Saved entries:
────

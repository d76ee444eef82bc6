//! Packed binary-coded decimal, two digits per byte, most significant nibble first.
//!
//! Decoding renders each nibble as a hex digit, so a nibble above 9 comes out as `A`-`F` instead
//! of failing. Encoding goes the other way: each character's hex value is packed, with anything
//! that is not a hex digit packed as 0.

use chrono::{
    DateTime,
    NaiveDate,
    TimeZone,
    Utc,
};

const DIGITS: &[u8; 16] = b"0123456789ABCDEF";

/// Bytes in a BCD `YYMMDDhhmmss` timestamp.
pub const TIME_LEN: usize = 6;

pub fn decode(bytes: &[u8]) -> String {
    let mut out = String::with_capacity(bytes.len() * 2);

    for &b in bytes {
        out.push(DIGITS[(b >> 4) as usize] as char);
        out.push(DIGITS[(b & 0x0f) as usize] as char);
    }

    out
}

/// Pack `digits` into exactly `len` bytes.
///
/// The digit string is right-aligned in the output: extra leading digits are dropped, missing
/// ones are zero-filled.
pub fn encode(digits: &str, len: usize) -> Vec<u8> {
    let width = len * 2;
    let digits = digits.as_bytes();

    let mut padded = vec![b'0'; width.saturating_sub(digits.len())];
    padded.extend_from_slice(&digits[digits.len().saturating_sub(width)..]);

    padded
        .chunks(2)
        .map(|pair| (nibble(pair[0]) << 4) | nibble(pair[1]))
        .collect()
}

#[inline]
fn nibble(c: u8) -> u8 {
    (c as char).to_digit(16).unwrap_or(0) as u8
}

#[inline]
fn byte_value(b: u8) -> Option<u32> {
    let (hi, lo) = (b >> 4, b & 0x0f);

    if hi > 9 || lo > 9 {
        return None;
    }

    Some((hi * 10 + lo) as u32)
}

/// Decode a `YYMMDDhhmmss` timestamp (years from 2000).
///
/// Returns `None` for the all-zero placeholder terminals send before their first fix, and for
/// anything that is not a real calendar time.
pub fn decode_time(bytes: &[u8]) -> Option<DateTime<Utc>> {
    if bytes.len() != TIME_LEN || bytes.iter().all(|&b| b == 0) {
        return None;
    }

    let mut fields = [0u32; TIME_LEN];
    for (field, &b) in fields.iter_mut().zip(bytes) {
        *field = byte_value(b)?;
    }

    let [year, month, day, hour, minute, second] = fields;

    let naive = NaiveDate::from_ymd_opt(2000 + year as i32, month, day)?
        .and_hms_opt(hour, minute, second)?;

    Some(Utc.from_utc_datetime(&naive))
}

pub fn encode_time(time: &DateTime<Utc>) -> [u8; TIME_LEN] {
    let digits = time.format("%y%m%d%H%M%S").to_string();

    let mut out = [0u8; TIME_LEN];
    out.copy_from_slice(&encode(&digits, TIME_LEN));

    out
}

────

== What is expected ==
Please give the number of lines in the data above that include the string "fields", and nothing else.

== Response to the exercise ==
3